Dataset excerpts

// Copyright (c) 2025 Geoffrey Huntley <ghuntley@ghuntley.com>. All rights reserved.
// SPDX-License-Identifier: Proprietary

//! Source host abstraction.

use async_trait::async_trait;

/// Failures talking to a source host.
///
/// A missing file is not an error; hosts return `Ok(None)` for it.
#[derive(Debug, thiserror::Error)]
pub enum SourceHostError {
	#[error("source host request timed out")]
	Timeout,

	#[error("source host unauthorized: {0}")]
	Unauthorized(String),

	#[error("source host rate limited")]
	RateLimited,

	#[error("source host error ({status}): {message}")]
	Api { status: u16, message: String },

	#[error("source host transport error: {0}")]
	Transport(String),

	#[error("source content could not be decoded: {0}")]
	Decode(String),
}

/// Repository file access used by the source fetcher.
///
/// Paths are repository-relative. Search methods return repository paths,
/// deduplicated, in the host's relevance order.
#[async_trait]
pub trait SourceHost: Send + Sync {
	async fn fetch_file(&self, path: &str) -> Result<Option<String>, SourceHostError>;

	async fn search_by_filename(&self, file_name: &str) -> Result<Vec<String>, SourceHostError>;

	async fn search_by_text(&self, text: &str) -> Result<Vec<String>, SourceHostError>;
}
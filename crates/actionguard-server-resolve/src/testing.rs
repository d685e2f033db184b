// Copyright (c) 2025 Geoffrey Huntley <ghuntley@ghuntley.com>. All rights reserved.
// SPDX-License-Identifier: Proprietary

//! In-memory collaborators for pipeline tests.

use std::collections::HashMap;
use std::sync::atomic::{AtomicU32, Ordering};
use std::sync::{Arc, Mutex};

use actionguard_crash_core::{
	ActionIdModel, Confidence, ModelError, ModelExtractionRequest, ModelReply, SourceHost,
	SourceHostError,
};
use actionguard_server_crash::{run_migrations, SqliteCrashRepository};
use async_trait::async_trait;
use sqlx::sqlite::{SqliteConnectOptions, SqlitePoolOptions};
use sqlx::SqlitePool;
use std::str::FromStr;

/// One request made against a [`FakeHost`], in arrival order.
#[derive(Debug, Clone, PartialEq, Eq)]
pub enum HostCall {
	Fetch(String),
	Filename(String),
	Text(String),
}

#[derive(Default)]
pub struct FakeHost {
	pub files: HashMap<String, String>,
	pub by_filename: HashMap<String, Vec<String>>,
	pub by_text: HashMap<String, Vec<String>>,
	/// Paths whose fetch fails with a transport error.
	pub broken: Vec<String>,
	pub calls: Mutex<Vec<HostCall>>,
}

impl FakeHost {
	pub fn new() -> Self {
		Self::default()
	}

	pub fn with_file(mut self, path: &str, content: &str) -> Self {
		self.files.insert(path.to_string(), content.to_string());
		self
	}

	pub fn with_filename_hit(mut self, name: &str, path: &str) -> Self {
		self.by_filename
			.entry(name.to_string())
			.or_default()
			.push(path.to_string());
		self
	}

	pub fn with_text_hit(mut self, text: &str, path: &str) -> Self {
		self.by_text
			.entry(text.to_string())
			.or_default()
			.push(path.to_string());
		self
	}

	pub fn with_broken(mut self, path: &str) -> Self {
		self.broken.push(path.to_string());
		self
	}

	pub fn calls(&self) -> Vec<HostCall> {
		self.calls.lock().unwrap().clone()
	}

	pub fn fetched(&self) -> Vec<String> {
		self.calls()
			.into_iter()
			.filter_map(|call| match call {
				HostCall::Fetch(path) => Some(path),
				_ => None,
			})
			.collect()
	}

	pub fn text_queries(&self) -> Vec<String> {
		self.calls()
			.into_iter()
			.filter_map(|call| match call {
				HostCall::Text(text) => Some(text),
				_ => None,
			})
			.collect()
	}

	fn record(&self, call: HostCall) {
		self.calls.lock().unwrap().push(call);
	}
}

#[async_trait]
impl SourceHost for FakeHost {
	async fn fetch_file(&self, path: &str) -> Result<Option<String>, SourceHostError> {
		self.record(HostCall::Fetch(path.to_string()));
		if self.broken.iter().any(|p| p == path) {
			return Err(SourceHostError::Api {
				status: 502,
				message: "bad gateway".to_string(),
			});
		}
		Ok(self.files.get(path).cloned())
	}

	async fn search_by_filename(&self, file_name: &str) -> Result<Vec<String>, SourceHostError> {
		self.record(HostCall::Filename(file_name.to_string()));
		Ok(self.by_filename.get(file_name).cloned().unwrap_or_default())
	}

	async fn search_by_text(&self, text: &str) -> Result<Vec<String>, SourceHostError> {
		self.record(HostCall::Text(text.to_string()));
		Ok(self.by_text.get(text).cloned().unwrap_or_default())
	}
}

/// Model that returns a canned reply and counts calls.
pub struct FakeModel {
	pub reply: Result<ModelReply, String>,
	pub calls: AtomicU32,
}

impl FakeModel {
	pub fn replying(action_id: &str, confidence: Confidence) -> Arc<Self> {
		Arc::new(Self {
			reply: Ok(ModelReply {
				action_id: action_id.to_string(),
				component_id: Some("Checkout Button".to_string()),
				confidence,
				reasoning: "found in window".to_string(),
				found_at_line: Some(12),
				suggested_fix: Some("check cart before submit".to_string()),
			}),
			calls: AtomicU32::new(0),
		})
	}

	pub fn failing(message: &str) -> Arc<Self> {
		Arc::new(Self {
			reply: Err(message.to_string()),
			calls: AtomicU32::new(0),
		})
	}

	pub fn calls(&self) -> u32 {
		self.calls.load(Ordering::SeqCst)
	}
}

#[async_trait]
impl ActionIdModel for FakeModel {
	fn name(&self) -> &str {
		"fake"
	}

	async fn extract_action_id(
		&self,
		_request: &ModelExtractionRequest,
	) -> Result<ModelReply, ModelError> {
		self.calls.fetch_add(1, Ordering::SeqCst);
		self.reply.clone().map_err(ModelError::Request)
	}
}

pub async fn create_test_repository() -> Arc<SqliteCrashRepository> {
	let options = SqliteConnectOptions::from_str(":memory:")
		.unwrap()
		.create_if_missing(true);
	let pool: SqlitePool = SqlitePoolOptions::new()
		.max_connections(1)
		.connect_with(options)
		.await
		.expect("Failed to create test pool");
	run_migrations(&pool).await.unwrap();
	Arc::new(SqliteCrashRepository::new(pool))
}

---

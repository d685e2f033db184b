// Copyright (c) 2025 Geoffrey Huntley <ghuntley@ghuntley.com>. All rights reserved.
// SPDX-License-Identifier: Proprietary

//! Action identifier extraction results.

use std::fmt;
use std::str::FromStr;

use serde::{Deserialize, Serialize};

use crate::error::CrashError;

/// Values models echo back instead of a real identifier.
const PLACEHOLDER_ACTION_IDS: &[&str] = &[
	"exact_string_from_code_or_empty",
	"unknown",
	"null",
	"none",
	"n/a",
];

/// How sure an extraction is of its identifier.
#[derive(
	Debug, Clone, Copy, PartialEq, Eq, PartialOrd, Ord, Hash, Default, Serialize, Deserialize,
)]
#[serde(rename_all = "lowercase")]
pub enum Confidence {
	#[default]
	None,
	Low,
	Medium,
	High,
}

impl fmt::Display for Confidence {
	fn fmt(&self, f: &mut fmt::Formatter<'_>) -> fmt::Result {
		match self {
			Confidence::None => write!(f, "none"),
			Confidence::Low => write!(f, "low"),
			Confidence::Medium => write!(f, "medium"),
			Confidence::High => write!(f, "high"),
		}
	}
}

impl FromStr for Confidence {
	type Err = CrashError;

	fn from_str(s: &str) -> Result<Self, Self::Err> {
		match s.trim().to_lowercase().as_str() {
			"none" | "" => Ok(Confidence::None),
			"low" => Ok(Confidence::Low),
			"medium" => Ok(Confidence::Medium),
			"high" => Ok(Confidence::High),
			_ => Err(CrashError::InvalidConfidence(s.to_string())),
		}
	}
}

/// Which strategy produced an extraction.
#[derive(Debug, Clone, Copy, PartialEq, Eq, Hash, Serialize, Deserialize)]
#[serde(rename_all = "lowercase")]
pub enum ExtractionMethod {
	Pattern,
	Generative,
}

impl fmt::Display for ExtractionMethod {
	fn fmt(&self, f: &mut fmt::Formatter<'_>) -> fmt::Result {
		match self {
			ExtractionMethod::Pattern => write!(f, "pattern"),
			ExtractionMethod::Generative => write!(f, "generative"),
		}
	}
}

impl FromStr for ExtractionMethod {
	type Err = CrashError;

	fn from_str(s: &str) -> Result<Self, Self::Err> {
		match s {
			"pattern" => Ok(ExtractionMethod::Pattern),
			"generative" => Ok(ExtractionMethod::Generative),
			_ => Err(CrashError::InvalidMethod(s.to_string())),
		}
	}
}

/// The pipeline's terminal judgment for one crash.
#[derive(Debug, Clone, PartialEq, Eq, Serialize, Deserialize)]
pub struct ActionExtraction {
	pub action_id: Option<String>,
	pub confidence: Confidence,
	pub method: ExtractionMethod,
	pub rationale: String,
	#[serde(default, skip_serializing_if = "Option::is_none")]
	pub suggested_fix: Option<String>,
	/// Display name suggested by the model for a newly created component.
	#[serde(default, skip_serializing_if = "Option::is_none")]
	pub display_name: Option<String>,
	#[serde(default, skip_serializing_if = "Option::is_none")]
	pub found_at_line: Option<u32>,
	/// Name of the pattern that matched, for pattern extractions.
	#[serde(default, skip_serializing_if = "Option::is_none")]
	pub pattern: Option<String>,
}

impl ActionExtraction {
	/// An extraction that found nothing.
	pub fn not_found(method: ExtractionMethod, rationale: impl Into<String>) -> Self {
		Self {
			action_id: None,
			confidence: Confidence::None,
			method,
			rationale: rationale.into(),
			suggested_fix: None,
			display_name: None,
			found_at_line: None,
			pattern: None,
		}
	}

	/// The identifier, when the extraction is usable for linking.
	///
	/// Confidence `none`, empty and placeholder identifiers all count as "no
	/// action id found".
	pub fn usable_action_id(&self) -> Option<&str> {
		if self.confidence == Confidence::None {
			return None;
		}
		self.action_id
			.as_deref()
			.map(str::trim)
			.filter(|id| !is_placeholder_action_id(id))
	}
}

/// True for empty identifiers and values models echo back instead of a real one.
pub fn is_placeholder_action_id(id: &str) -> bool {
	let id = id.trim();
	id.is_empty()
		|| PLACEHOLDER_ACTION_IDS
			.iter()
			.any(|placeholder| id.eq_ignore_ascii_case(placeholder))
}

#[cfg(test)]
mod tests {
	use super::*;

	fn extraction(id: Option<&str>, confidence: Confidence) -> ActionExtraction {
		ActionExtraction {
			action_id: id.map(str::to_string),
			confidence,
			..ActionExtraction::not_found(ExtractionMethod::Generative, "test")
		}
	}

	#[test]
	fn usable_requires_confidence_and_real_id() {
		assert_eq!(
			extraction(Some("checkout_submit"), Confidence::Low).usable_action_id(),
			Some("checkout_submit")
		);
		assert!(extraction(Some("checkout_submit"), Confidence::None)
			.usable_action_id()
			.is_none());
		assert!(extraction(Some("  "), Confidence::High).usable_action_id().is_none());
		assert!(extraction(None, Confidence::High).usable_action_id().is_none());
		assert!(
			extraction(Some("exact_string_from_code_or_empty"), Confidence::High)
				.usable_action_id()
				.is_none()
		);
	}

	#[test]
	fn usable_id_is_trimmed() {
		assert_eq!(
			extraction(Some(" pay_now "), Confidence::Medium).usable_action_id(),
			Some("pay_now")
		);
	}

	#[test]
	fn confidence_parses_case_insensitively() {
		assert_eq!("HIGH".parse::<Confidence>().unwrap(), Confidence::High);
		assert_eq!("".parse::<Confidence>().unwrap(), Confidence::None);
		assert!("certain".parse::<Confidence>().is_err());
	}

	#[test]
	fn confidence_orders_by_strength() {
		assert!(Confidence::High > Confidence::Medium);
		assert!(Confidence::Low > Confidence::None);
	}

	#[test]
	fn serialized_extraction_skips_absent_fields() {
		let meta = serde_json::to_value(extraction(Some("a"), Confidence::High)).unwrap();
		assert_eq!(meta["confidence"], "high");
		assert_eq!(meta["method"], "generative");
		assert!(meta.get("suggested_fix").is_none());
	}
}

* * *

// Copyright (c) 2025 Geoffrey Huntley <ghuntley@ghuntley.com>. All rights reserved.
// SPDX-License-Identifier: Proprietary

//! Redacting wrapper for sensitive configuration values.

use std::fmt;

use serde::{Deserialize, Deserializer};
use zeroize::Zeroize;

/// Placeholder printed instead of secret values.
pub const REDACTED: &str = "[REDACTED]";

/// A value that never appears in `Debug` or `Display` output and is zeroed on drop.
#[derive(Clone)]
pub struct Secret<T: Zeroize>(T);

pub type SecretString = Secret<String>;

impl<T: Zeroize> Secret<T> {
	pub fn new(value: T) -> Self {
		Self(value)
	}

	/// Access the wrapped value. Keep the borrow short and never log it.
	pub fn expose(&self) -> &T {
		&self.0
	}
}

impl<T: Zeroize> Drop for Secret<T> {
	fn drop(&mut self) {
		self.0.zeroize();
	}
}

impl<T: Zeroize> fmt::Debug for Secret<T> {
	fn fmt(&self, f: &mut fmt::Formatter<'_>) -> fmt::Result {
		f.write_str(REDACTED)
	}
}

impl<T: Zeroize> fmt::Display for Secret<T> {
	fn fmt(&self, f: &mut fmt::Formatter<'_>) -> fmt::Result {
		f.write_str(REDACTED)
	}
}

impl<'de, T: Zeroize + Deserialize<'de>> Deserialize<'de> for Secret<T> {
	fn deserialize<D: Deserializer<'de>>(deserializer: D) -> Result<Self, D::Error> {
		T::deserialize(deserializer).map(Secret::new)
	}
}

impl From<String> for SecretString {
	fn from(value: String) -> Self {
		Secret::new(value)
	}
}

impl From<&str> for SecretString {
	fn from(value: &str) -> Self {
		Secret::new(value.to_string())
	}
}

*TASK OBJECTIVE*
Make a copy of each line in the records that has the word "SqliteCrashRepository".

*ANSWER TO THIS TASK*
use actionguard_server_crash::{run_migrations, SqliteCrashRepository};
pub async fn create_test_repository() -> Arc<SqliteCrashRepository> {
	Arc::new(SqliteCrashRepository::new(pool))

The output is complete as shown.